I'm writing a simulation of a (very slow and primitive) processor.

For example: let's say the clock speed is a constant 1 hz. I assume this means that 1 instruction can/will be processed every second. Some instructions take longer than others. Adding 1 + 0 takes less time than 1 + 7. (The latter causes a ripple of carry bits which takes a non-zero amount of time.)

I need to be able to carry out instructions only after all other instructions have finished.

Do I need to:

1. time how long the longest instruction takes and set the clock speed to greater than that?
2. create a stateful watcher that won't allow future a instruction to be executed until the previous is complete
3. Am I misunderstanding the problem completely?

In #1, it seems like I'm still risking a race condition of instruction being incomplete before the next begins. In #2, it seems like I'm risking an unpredictable/variable clock speed which could cause me issues later.

How can I resolve this? Are there any hints in how a real processor handles this issue?

Answer 1

Are you familiar with the instruction pipeline ?

Answer 2

Firstly, processors do a single set of micro instructions per clock cycle, these usually involve things like switching a bus into a register or the ALU (arithmetic logic unit), the next micro instruction might clock the register or ALU to do something with the data on a bus. Most assembly level instructions are built up with a series of micro instructions. An addition instruction only takes a few micro instructions, but dividing may take many more. Most micro controllers document how many cycles each assembly level instruction takes.

With more sophisticated microcontrollers there is also an instruction pipeline (as cat mentions), which means the processor can start doing part of the next instruction before the previous on has completed. This can become very complicated with concepts like predictive branching.

Typically when you simulate digital electronics you use an event based model as electronic systems are concurrent, but also have propagation delays that need to be modeled. I remember using tools like PSpice and MicroSim at Uni that did this very well.

Answer 3

(1) is what the clock is. You shouldn't have a race condition; it takes x ns to execute an add; the clock is y ns. x < y. Therefor, the add will always finish first (well, provided y is large enough that timing changes due to e.g., temperature changes don't make x<y false).

Sure, if you make y too small, bad stuff happens. But that's quite realistic; it happens when you overclock chips. They get unstable as the clock rate goes up.

Answer 4

There are many differences between how an actual processor handles timing and how a simulation of the processor can handle timing.
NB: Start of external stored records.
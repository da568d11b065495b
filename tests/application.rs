//! Application realization: composition, beans, properties, lifecycle, security.

use std::io::Write;
use std::sync::{Arc, Mutex};

use axum::body::Body;
use axum::http::Request;
use serde::Deserialize;
use webwire::config::{configuration, ApplicationType, ConfigError};
use webwire::context::{ContextClosed, ContextRefreshed, ContextStarted};
use webwire::security::{
    Authentication, DelegatingPasswordEncoder, PasswordEncoder, SecurityError, UserDetails,
};
use webwire::{application, BeanError, StartupError};

mod common;

#[derive(Debug, Deserialize)]
struct City {
    name: String,
    country: String,
}

#[tokio::test]
async fn test_configuration_properties_from_environment() {
    std::env::set_var("WWENVCITY_NAME", "Lyon");
    std::env::set_var("WWENVCITY_COUNTRY", "France");

    let app = application(ApplicationType::None, |app| {
        app.property("wwenvcity.country", "Germany");
        app.configuration_properties::<City>("wwenvcity");
    })
    .unwrap();
    let running = app.run("").await.unwrap();

    let city = running.context().get::<City>().unwrap();
    assert_eq!(city.name, "Lyon");
    assert_eq!(city.country, "France");
    running.stop().await.unwrap();
}

#[test]
fn test_property_file_overrides_code_defaults() {
    let mut file = tempfile::NamedTempFile::new().unwrap();
    writeln!(file, "[wwfilecity]\nname = \"Paris\"").unwrap();

    let app = application(ApplicationType::None, |app| {
        app.property("wwfilecity.name", "Nantes")
            .property("wwfilecity.country", "France")
            .property_file(file.path());
        app.configuration_properties::<City>("wwfilecity");
    })
    .unwrap();
    let realized = app.realize("").unwrap();

    let city = realized.context.get::<City>().unwrap();
    assert_eq!(city.name, "Paris");
    assert_eq!(city.country, "France");
}

#[test]
fn test_invalid_property_prefix_rejected() {
    let result = application(ApplicationType::None, |app| {
        app.configuration_properties::<City>("City..Name");
    });
    assert!(matches!(result, Err(ConfigError::InvalidPropertyPrefix { .. })));
}

#[test]
fn test_two_server_blocks_are_ambiguous() {
    let first = configuration(|c| {
        c.name("first").server(|s| {
            s.port(8080);
        });
    })
    .unwrap();
    let second = configuration(|c| {
        c.name("second").server(|s| {
            s.port(9090);
        });
    })
    .unwrap();

    let app = application(ApplicationType::Reactive, |app| {
        app.enable(&first).enable(&second);
    })
    .unwrap();

    match app.realize("") {
        Err(StartupError::Config(ConfigError::AmbiguousServerConfig { first, second })) => {
            assert_eq!(first, "first");
            assert_eq!(second, "second");
        }
        other => panic!("expected ambiguous server config, got {other:?}"),
    }
}

#[test]
fn test_duplicate_bean_rejected() {
    let app = application(ApplicationType::None, |app| {
        app.beans(|b| {
            b.instance(1u32);
            b.instance(2u32);
        });
    })
    .unwrap();

    assert!(matches!(
        app.realize(""),
        Err(StartupError::Bean(BeanError::DuplicateBean { .. }))
    ));
}

#[test]
fn test_unresolved_dependency_rejected() {
    let app = application(ApplicationType::None, |app| {
        app.beans(|b| {
            b.bean(|ctx| Ok(format!("{}", ctx.get::<u64>()?)))
                .depends_on::<u64>();
        });
    })
    .unwrap();

    assert!(matches!(
        app.realize(""),
        Err(StartupError::Bean(BeanError::UnresolvedDependency { .. }))
    ));
}

#[test]
fn test_cyclic_dependency_rejected() {
    let app = application(ApplicationType::None, |app| {
        app.beans(|b| {
            b.bean(|ctx| Ok(*ctx.get::<u16>()? as u32)).depends_on::<u16>();
            b.bean(|ctx| Ok(*ctx.get::<u32>()? as u16)).depends_on::<u32>();
        });
    })
    .unwrap();

    assert!(matches!(
        app.realize(""),
        Err(StartupError::Bean(BeanError::CyclicDependency { .. }))
    ));
}

#[test]
fn test_dependencies_across_enabled_blocks() {
    let data = configuration(|c| {
        c.beans(|b| {
            b.instance(String::from("repository"));
        });
    })
    .unwrap();
    let app = application(ApplicationType::None, |app| {
        app.beans(|b| {
            b.bean(|ctx| Ok(ctx.get::<String>()?.len())).depends_on::<String>();
        });
        app.enable(&data);
    })
    .unwrap();

    let realized = app.realize("").unwrap();
    assert_eq!(*realized.context.get::<usize>().unwrap(), "repository".len());
}

#[test]
fn test_profile_block_only_when_active() {
    let declare = || {
        application(ApplicationType::None, |app| {
            app.profile("dev", |c| {
                c.beans(|b| {
                    b.instance(String::from("dev only"));
                });
            });
        })
        .unwrap()
    };

    let realized = declare().realize("dev").unwrap();
    assert!(realized.context.contains::<String>());

    let realized = declare().realize("prod").unwrap();
    assert!(!realized.context.contains::<String>());
}

#[test]
fn test_port_follows_active_profile() {
    let declare = || {
        application(ApplicationType::Reactive, |app| {
            app.server(|s| {
                s.port(8080).port_for("test", 8181);
            });
        })
        .unwrap()
    };

    assert_eq!(declare().realize("test").unwrap().port, 8181);
    assert_eq!(declare().realize("").unwrap().port, 8080);
}

#[tokio::test]
async fn test_run_twice_fails() {
    let app = application(ApplicationType::None, |_app| {}).unwrap();

    let running = app.run("").await.unwrap();
    assert!(running.local_addr().is_none());
    assert!(matches!(app.run("").await, Err(StartupError::AlreadyRealized)));
    running.stop().await.unwrap();
}

#[tokio::test]
async fn test_lifecycle_events_in_order() {
    let events = Arc::new(Mutex::new(Vec::new()));
    let (refreshed, started, closed) = (events.clone(), events.clone(), events.clone());

    let app = application(ApplicationType::None, move |app| {
        app.listener(move |_e: &ContextRefreshed, _ctx| {
            refreshed.lock().unwrap().push("refreshed");
            Ok(())
        });
        app.listener(move |_e: &ContextStarted, _ctx| {
            started.lock().unwrap().push("started");
            Ok(())
        });
        app.listener(move |_e: &ContextClosed, _ctx| {
            closed.lock().unwrap().push("closed");
            Ok(())
        });
    })
    .unwrap();

    let running = app.run("").await.unwrap();
    assert_eq!(*events.lock().unwrap(), vec!["refreshed", "started"]);

    running.stop().await.unwrap();
    assert_eq!(*events.lock().unwrap(), vec!["refreshed", "started", "closed"]);
}

#[tokio::test]
async fn test_failing_listener_aborts_startup() {
    let app = application(ApplicationType::Reactive, |app| {
        app.property("server.port", "0");
        app.listener(|_e: &ContextStarted, _ctx| Err("seed failed".into()));
        app.server(|s| {
            s.host("127.0.0.1");
        });
    })
    .unwrap();

    assert!(matches!(app.run("").await, Err(StartupError::Event(_))));
}

#[test]
fn test_security_requires_authentication_source() {
    let app = application(ApplicationType::Reactive, |app| {
        app.server(|s| {
            s.security(|sec| {
                sec.permit_all("/");
            });
        });
    })
    .unwrap();

    assert!(matches!(
        app.realize(""),
        Err(StartupError::Security(SecurityError::MissingAuthentication))
    ));
}

#[tokio::test]
async fn test_basic_auth_over_socket() {
    let admin_password = DelegatingPasswordEncoder::default().encode("s3cret");

    let app = application(ApplicationType::Reactive, move |app| {
        app.property("server.port", "0");
        app.server(move |s| {
            s.host("127.0.0.1");
            s.router(|_ctx, r| {
                r.get("/public", |_req| "public");
                r.get("/private", |req: Request<Body>| {
                    req.extensions()
                        .get::<Authentication>()
                        .map(|auth| auth.principal.clone())
                        .unwrap_or_default()
                });
                r.get("/admin", |_req| "admin");
                Ok(())
            });
            s.security(|sec| {
                sec.users([
                    UserDetails::new("alice", "{noop}password").roles(["USER"]),
                    UserDetails::new("root", admin_password).roles(["ADMIN"]),
                ])
                .permit_all("/public")
                .authenticated("/private")
                .has_role("/admin", "ADMIN");
            });
        });
    })
    .unwrap();

    let running = app.run("").await.unwrap();
    let client = common::client();

    let res = client.get(common::url(&running, "/public")).send().await.unwrap();
    assert_eq!(res.status(), 200);

    let res = client.get(common::url(&running, "/private")).send().await.unwrap();
    assert_eq!(res.status(), 401);
    assert!(res.headers().contains_key("www-authenticate"));

    let res = client
        .get(common::url(&running, "/private"))
        .basic_auth("alice", Some("wrong"))
        .send()
        .await
        .unwrap();
    assert_eq!(res.status(), 401);

    let res = client
        .get(common::url(&running, "/private"))
        .basic_auth("alice", Some("password"))
        .send()
        .await
        .unwrap();
    assert_eq!(res.status(), 200);
    assert_eq!(res.text().await.unwrap(), "alice");

    let res = client
        .get(common::url(&running, "/admin"))
        .basic_auth("alice", Some("password"))
        .send()
        .await
        .unwrap();
    assert_eq!(res.status(), 403);

    let res = client
        .get(common::url(&running, "/admin"))
        .basic_auth("root", Some("s3cret"))
        .send()
        .await
        .unwrap();
    assert_eq!(res.status(), 200);

    running.stop().await.unwrap();
}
And, there is no one way that actual processors deal with timing!

Since you say it is a simple and primitive processor, you need not worry about caches, pipelining, out of order execution, branch prediction, etc (though it would be good to learn about these).

You can simply set the clock interval equal to the interval of the longest instruction. Or, you could club all the shorter instructions in one group, find the longest in the that group, and set the clock interval to that value. Now, the remaining long instructions can be allocated an interval which is equal to a multiple of the clock interval.

To repeat, there is no one way to go about this.